Beginning with the first stage of the processor pipeline 202, the instruction fetch stage 214, associated with a program counter (PC) 215, fetches instructions from the L1 instruction cache 208 for processing by later stages. If an instruction fetch misses in the L1 instruction cache 208, meaning that the instruction to be fetched is not in the L1 instruction cache 208, the instruction is fetched from the memory hierarchy 212 which may include multiple levels of cache, such as a level 2 (L2) cache, and main memory. Instructions may be loaded to the memory hierarchy 212 from other sources, such as a boot read only memory (ROM), a hard drive, an optical disk, or from an external interface, such as, the Internet. A fetched instruction then is decoded in the decode and ADVCN stage 216 with the ADVCN logic circuit 217 providing additional capabilities for advance notification of a register that correlates to an indirect branch target address value as described in more detail below. Associated with ADVCN logic circuit 217 is a branch target address register (BTAR) 219 and the Ptag circuit 221 which may be located in the control circuit 206 as shown in FIG. 2, though not limited to such placement. For example, the BTAR 219 and Ptag circuit 221 may suitably be located within the decode and ADVCN stage 216.
The dispatch stage 218 takes one or more decoded instructions and dispatches them to one or more instruction pipelines, such as utilized, for example, in a superscalar or a multi-threaded processor. The read register stage 220 fetches data operands from the GPRF 204 or receives data operands from a forwarding network 226. The forwarding network 226 provides a fast path around the GPRF 204 to supply result operands as soon as they are available from the execution stages. Even with a forwarding network, result operands from a deep execution pipeline may take three or more execution cycles. During these cycles, an instruction in the read register stage 220 that requires result operand data from the execution pipeline, must wait until the result operand is available. The execute stage 222 executes the dispatched instruction and the write-back stage 224 writes the result to the GPRF 204 and may also send the results back to read register stage 220 through the forwarding network 226 if the result is to be used in a following instruction. Since results may be received in the write back stage 224 out of order compared to the program order, the write back stage 224 uses processor facilities to preserve the program order when writing results to the GPRF 204. A more detailed description of the processor pipeline 202 for providing advance notice of a register that correlates to the target address of an indirect branch instruction is provided below with detailed code examples.
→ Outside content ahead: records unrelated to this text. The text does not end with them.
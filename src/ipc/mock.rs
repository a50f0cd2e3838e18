//! In-process stand-in for the indexing service.
//!
//! [`MockService`] plays both sides a [`Connection`](super::Connection) needs:
//! it locates like a registered window and answers requests through the real
//! service-side codec. Every clone shares the same state, so a test keeps one
//! handle for control and hands clones to the connection.

use std::sync::atomic::{AtomicUsize, Ordering};
use std::sync::{Arc, Mutex, MutexGuard};
use std::time::Duration;

use crate::ipc::codec::{decode_request, encode_reply, ReplyFrame, ReplyItem, RequestFrame};
use crate::ipc::locator::{Endpoint, EndpointLocator};
use crate::ipc::protocol::{command, ResultFields, ServiceVersion};
use crate::ipc::transport::Transport;
use crate::{QixError, Result};

const ENDPOINT_BASE: isize = 0x5158_0000;

/// What the fake service does with one request.
#[derive(Debug, Clone)]
pub enum MockReply {
    /// Answer with these records and total match count
    Items { total: u32, items: Vec<ReplyItem> },
    /// Answer with arbitrary bytes
    Raw(Vec<u8>),
    /// The service window is destroyed mid-call; a restarted service
    /// registers a new one
    Lost,
    /// Answer after a delay; longer than the request timeout means no answer
    Delay(Duration, Box<MockReply>),
}

/// What crossed the fake wire, in order.
#[derive(Debug, Clone, PartialEq, Eq)]
pub enum WireEvent {
    Request { token: u64, text: String },
    Reply { token: u64 },
    Command { command: u32, param: usize },
}

type Handler = dyn Fn(&RequestFrame) -> MockReply + Send + Sync;

struct State {
    registered: bool,
    generation: isize,
    events: Vec<WireEvent>,
    database_loaded: bool,
    indexed: ResultFields,
    version: ServiceVersion,
}

struct Inner {
    identifier: String,
    state: Mutex<State>,
    handler: Mutex<Arc<Handler>>,
    locate_calls: AtomicUsize,
    in_flight: AtomicUsize,
    max_in_flight: AtomicUsize,
}

/// Scriptable fake service.
#[derive(Clone)]
pub struct MockService {
    inner: Arc<Inner>,
}

impl MockService {
    /// Registered service answering every request with `handler`.
    pub fn new<F>(handler: F) -> Self
    where
        F: Fn(&RequestFrame) -> MockReply + Send + Sync + 'static,
    {
        Self {
            inner: Arc::new(Inner {
                identifier: "QIX_MOCK_SERVICE".to_string(),
                state: Mutex::new(State {
                    registered: true,
                    generation: 0,
                    events: Vec::new(),
                    database_loaded: true,
                    indexed: ResultFields::NAME | ResultFields::PATH,
                    version: ServiceVersion {
                        major: 1,
                        minor: 5,
                        revision: 0,
                        build: 1384,
                        target_machine: 2,
                    },
                }),
                handler: Mutex::new(Arc::new(handler)),
                locate_calls: AtomicUsize::new(0),
                in_flight: AtomicUsize::new(0),
                max_in_flight: AtomicUsize::new(0),
            }),
        }
    }

    /// Service whose index holds exactly `names` under `C:\data`, in that
    /// order. Every query matches all of them; offset and max count apply.
    pub fn with_files(names: &[&str]) -> Self {
        let items: Vec<ReplyItem> = names
            .iter()
            .map(|name| ReplyItem::file("C:\\data", *name))
            .collect();
        Self::new(move |frame| {
            let page = items
                .iter()
                .skip(frame.offset as usize)
                .take(frame.max_count as usize)
                .cloned()
                .collect();
            MockReply::Items {
                total: items.len() as u32,
                items: page,
            }
        })
    }

    /// Replace the request handler.
    pub fn set_handler<F>(&self, handler: F)
    where
        F: Fn(&RequestFrame) -> MockReply + Send + Sync + 'static,
    {
        *self.inner.handler.lock().unwrap_or_else(|e| e.into_inner()) = Arc::new(handler);
    }

    /// Stop answering lookups; existing endpoints die.
    pub fn unregister(&self) {
        let mut state = self.state();
        state.registered = false;
        state.generation += 1;
    }

    /// Register again under a fresh endpoint.
    pub fn register(&self) {
        let mut state = self.state();
        state.registered = true;
        state.generation += 1;
    }

    /// Simulate a service restart: old endpoints die, a new one appears.
    pub fn restart(&self) {
        self.state().generation += 1;
    }

    pub fn set_database_loaded(&self, loaded: bool) {
        self.state().database_loaded = loaded;
    }

    pub fn set_indexed_fields(&self, fields: ResultFields) {
        self.state().indexed = fields;
    }

    pub fn set_version(&self, version: ServiceVersion) {
        self.state().version = version;
    }

    /// Number of endpoint lookups performed so far.
    pub fn locate_calls(&self) -> usize {
        self.inner.locate_calls.load(Ordering::SeqCst)
    }

    /// Most requests ever on the wire at once.
    pub fn max_in_flight(&self) -> usize {
        self.inner.max_in_flight.load(Ordering::SeqCst)
    }

    pub fn events(&self) -> Vec<WireEvent> {
        self.state().events.clone()
    }

    /// Endpoint currently registered, if any.
    pub fn current_endpoint(&self) -> Option<Endpoint> {
        let state = self.state();
        state
            .registered
            .then(|| Endpoint::from_raw(ENDPOINT_BASE + state.generation))
    }

    fn state(&self) -> MutexGuard<'_, State> {
        self.inner.state.lock().unwrap_or_else(|e| e.into_inner())
    }

    fn check_alive(&self, endpoint: Endpoint) -> Result<()> {
        if self.current_endpoint() == Some(endpoint) {
            Ok(())
        } else {
            Err(QixError::EndpointLost(format!(
                "Mock endpoint {:#x} no longer exists",
                endpoint.raw()
            )))
        }
    }

    fn answer(&self, frame: &RequestFrame, reply: MockReply, timeout: Duration) -> Result<Vec<u8>> {
        match reply {
            MockReply::Items { total, items } => {
                Ok(encode_reply(&ReplyFrame::for_request(frame, total, items)))
            }
            MockReply::Raw(bytes) => Ok(bytes),
            MockReply::Lost => {
                self.restart();
                Err(QixError::EndpointLost("Mock service vanished".to_string()))
            }
            MockReply::Delay(delay, next) => {
                if delay >= timeout {
                    std::thread::sleep(timeout);
                    return Err(QixError::Timeout(timeout));
                }
                std::thread::sleep(delay);
                self.answer(frame, *next, timeout - delay)
            }
        }
    }
}

impl EndpointLocator for MockService {
    fn identifier(&self) -> &str {
        &self.inner.identifier
    }

    fn locate(&self) -> Result<Endpoint> {
        self.inner.locate_calls.fetch_add(1, Ordering::SeqCst);
        self.current_endpoint()
            .ok_or_else(|| QixError::ServiceUnavailable(self.inner.identifier.clone()))
    }

    fn is_alive(&self, endpoint: Endpoint) -> bool {
        self.current_endpoint() == Some(endpoint)
    }
}

impl Transport for MockService {
    fn send(&self, endpoint: Endpoint, request: &[u8], timeout: Duration) -> Result<Vec<u8>> {
        self.check_alive(endpoint)?;
        let frame = decode_request(request)
            .map_err(|e| QixError::Transport(format!("Mock service rejected request: {}", e)))?;

        self.state().events.push(WireEvent::Request {
            token: frame.token,
            text: frame.text.clone(),
        });
        let now = self.inner.in_flight.fetch_add(1, Ordering::SeqCst) + 1;
        self.inner.max_in_flight.fetch_max(now, Ordering::SeqCst);

        // Handler runs without any lock held so it may call back into the mock
        let handler = Arc::clone(&self.inner.handler.lock().unwrap_or_else(|e| e.into_inner()));
        let result = self.answer(&frame, (*handler)(&frame), timeout);

        self.inner.in_flight.fetch_sub(1, Ordering::SeqCst);
        if result.is_ok() {
            self.state().events.push(WireEvent::Reply { token: frame.token });
        }
        result
    }

    fn command(&self, endpoint: Endpoint, cmd: u32, param: usize, _timeout: Duration) -> Result<u32> {
        self.check_alive(endpoint)?;
        let mut state = self.state();
        state.events.push(WireEvent::Command { command: cmd, param });

        let answer = match cmd {
            command::GET_MAJOR_VERSION => state.version.major,
            command::GET_MINOR_VERSION => state.version.minor,
            command::GET_REVISION => state.version.revision,
            command::GET_BUILD_NUMBER => state.version.build,
            command::GET_TARGET_MACHINE => state.version.target_machine,
            command::IS_DB_LOADED => u32::from(state.database_loaded),
            command::IS_FIELD_INDEXED => {
                let field = ResultFields::from_bits_truncate(param as u32);
                u32::from(!field.is_empty() && state.indexed.contains(field))
            }
            _ => 0,
        };
        Ok(answer)
    }
}

#[cfg(test)]
mod tests {
    use super::*;
    use crate::ipc::codec::{decode_reply, encode_request};
    use crate::ipc::protocol::SearchRequest;

    #[test]
    fn test_restart_changes_endpoint() {
        let service = MockService::with_files(&[]);
        let before = service.locate().unwrap();
        service.restart();
        let after = service.locate().unwrap();

        assert_ne!(before, after);
        assert!(!service.is_alive(before));
        assert_eq!(service.locate_calls(), 2);
    }

    #[test]
    fn test_send_to_dead_endpoint_is_lost() {
        let service = MockService::with_files(&["a"]);
        let endpoint = service.locate().unwrap();
        service.unregister();

        let request = SearchRequest::new("a").unwrap();
        let err = service
            .send(endpoint, &encode_request(&request), Duration::from_secs(1))
            .unwrap_err();
        assert!(matches!(err, QixError::EndpointLost(_)));
    }

    #[test]
    fn test_pages_through_files() {
        let service = MockService::with_files(&["a", "b", "c"]);
        let endpoint = service.locate().unwrap();
        let request = SearchRequest::builder("*")
            .offset(1)
            .max_count(1)
            .build()
            .unwrap();

        let reply = service
            .send(endpoint, &encode_request(&request), Duration::from_secs(1))
            .unwrap();
        let response = decode_reply(&reply, &request).unwrap();
        assert_eq!(response.total_matches, 3);
        assert_eq!(response.records[0].name.as_deref(), Some("b"));
        assert!(response.has_more());
    }
}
The processor complex 200 may be configured to execute instructions under control of a program stored on a computer readable storage medium. For example, a computer readable storage medium may be either directly associated locally with the processor complex 200, such as may be available from the L1 instruction cache 208, for operation on data obtained from the L1 data cache 210, and the memory hierarchy 212 or through, for example, an input/output interface (not shown). The processor complex 200 also accesses data from the L1 data cache 210 and the memory hierarchy 212 in the execution of a program. The computer readable storage medium may include random access memory (RAM), dynamic random access memory (DRAM), synchronous dynamic random access memory (SDRAM), flash memory, read only memory (ROM), programmable read only memory (PROM), erasable programmable read only memory (EPROM), electrically erasable programmable read only memory (EEPROM), compact disk (CD), digital video disk (DVD), other types of removable disks, or any other suitable storage medium.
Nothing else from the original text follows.